Description of the task:
Sort through the listing below and keep each line with the word "count". Copy those.

┌─ Data listing

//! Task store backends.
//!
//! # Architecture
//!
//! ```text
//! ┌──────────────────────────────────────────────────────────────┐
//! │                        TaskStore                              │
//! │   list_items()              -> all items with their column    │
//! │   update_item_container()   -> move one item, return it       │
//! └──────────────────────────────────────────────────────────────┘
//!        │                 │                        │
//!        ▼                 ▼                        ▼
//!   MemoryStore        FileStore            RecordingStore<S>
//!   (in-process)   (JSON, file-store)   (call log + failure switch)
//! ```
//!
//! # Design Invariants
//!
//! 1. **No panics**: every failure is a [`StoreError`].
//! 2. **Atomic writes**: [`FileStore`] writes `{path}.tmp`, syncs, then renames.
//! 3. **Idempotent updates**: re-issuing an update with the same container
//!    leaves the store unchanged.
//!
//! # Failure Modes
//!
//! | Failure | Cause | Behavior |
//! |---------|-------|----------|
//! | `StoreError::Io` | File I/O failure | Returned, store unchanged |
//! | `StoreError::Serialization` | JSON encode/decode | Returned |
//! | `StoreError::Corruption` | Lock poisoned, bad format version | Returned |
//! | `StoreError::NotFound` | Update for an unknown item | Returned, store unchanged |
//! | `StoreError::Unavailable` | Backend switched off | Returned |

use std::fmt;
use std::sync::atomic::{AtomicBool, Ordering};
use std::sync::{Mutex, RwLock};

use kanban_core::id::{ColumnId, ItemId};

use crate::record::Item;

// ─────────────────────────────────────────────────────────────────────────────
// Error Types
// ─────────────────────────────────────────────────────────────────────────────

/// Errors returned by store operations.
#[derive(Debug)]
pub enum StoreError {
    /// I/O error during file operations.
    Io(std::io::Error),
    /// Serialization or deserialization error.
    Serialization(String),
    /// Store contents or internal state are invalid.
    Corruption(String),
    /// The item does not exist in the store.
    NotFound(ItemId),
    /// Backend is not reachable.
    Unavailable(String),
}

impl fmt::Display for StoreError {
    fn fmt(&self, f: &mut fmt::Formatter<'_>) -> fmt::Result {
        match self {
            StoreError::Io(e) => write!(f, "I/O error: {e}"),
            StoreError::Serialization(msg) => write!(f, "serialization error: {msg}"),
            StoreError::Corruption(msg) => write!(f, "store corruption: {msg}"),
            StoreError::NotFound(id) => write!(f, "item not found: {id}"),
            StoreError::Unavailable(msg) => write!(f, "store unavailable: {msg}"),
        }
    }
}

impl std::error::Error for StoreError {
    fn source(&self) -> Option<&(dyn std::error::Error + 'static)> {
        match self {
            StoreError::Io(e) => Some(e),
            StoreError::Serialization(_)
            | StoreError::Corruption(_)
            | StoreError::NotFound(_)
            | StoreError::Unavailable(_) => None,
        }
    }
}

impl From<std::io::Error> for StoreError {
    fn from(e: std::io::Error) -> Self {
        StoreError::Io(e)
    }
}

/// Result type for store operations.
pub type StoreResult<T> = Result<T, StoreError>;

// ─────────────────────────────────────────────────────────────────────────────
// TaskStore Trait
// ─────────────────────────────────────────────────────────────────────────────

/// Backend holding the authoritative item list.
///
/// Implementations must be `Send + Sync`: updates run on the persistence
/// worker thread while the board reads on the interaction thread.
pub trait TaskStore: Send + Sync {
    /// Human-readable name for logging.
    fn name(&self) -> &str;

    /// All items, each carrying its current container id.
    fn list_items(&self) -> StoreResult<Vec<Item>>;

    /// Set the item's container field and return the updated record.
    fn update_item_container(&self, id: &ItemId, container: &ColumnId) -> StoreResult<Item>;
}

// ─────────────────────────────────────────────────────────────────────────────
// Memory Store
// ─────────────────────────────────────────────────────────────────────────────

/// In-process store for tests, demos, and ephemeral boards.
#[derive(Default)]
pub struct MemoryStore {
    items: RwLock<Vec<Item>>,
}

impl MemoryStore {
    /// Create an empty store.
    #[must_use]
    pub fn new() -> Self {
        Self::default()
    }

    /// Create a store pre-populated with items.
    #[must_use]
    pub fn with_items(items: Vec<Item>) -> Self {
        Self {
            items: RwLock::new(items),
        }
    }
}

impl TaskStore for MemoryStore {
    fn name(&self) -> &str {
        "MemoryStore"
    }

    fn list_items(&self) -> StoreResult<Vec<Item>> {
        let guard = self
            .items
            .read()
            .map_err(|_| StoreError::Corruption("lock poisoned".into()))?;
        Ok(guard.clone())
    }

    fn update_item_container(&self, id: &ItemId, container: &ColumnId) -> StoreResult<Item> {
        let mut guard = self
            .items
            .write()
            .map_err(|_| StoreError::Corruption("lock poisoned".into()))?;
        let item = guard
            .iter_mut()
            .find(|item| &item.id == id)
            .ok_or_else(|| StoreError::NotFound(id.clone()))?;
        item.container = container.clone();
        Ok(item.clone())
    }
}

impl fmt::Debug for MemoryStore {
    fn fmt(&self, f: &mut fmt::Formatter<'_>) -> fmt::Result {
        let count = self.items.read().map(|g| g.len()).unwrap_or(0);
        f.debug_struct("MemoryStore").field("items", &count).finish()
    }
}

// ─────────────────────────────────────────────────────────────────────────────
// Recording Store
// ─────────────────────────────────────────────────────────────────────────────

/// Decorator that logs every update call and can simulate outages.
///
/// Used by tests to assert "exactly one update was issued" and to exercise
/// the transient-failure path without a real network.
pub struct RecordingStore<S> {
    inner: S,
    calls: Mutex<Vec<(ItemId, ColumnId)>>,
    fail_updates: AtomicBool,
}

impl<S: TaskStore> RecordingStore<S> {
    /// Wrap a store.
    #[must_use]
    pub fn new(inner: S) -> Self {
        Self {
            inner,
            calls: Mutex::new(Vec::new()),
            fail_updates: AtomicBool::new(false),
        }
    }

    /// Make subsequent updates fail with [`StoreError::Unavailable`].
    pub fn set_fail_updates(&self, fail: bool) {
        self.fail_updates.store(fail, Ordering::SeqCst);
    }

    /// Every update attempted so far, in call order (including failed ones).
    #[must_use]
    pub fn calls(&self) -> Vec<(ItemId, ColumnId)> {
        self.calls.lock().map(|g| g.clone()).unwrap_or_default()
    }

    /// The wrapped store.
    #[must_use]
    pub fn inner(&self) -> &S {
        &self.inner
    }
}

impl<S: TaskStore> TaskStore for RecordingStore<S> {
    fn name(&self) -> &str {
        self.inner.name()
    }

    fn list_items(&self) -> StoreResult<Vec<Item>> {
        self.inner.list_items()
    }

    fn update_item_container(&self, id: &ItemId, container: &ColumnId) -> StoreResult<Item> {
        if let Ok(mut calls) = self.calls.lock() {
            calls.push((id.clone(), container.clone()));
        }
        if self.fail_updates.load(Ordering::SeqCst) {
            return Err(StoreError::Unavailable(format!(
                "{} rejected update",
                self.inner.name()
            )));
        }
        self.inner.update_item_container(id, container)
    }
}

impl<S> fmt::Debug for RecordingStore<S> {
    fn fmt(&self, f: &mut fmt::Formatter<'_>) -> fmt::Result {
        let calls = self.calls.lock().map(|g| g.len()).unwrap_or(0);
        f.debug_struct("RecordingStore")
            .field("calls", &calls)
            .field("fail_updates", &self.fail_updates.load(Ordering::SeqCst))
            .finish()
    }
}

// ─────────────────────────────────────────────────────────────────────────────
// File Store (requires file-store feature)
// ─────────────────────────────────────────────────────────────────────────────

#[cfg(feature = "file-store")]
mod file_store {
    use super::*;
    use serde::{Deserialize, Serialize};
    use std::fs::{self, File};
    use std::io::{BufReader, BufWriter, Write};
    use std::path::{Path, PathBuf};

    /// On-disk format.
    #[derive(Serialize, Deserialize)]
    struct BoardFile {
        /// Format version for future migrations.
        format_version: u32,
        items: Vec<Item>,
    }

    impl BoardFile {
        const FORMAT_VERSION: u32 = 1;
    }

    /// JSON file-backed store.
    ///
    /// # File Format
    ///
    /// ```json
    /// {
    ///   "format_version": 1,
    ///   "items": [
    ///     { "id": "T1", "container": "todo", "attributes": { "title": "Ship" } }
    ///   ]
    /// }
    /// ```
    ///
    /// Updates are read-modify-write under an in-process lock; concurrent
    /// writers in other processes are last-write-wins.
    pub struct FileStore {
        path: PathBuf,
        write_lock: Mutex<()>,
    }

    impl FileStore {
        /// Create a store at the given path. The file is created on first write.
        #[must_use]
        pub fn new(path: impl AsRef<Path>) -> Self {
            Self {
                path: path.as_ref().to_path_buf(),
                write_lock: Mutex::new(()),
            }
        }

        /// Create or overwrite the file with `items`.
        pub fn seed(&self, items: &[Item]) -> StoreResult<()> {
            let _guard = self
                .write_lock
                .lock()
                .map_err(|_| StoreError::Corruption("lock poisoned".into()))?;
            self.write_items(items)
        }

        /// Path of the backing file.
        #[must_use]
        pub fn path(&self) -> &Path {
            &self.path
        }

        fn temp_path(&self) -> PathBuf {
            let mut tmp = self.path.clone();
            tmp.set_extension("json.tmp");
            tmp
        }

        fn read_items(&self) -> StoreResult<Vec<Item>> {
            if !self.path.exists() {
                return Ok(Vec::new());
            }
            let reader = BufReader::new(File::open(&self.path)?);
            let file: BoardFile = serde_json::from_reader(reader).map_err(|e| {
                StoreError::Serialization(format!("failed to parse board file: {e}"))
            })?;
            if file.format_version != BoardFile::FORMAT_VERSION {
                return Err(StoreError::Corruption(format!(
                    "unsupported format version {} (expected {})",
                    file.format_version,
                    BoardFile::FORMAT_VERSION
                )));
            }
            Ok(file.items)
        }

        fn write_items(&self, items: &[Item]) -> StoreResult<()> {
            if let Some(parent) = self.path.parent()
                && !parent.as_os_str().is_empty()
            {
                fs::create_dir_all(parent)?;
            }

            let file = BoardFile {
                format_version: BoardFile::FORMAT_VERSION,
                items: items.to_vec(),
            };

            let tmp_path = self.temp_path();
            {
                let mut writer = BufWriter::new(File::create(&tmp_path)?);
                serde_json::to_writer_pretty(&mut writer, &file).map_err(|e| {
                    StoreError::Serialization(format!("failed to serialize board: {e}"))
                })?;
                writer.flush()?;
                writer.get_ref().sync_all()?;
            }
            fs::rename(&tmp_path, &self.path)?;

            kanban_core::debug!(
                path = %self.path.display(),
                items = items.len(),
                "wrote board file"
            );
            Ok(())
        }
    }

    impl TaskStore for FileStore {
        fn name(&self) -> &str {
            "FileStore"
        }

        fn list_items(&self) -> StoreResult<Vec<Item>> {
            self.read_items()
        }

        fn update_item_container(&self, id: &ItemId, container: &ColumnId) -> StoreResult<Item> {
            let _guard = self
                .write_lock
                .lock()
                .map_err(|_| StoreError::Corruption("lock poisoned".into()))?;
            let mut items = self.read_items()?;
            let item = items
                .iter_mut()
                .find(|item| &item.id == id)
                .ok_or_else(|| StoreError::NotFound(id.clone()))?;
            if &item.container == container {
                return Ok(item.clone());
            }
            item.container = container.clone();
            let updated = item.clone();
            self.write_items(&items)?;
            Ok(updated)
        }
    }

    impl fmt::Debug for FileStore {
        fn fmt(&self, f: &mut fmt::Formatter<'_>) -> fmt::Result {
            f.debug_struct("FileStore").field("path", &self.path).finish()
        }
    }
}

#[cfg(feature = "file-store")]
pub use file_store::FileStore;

└─

Exercise solution:
        let count = self.items.read().map(|g| g.len()).unwrap_or(0);
        f.debug_struct("MemoryStore").field("items", &count).finish()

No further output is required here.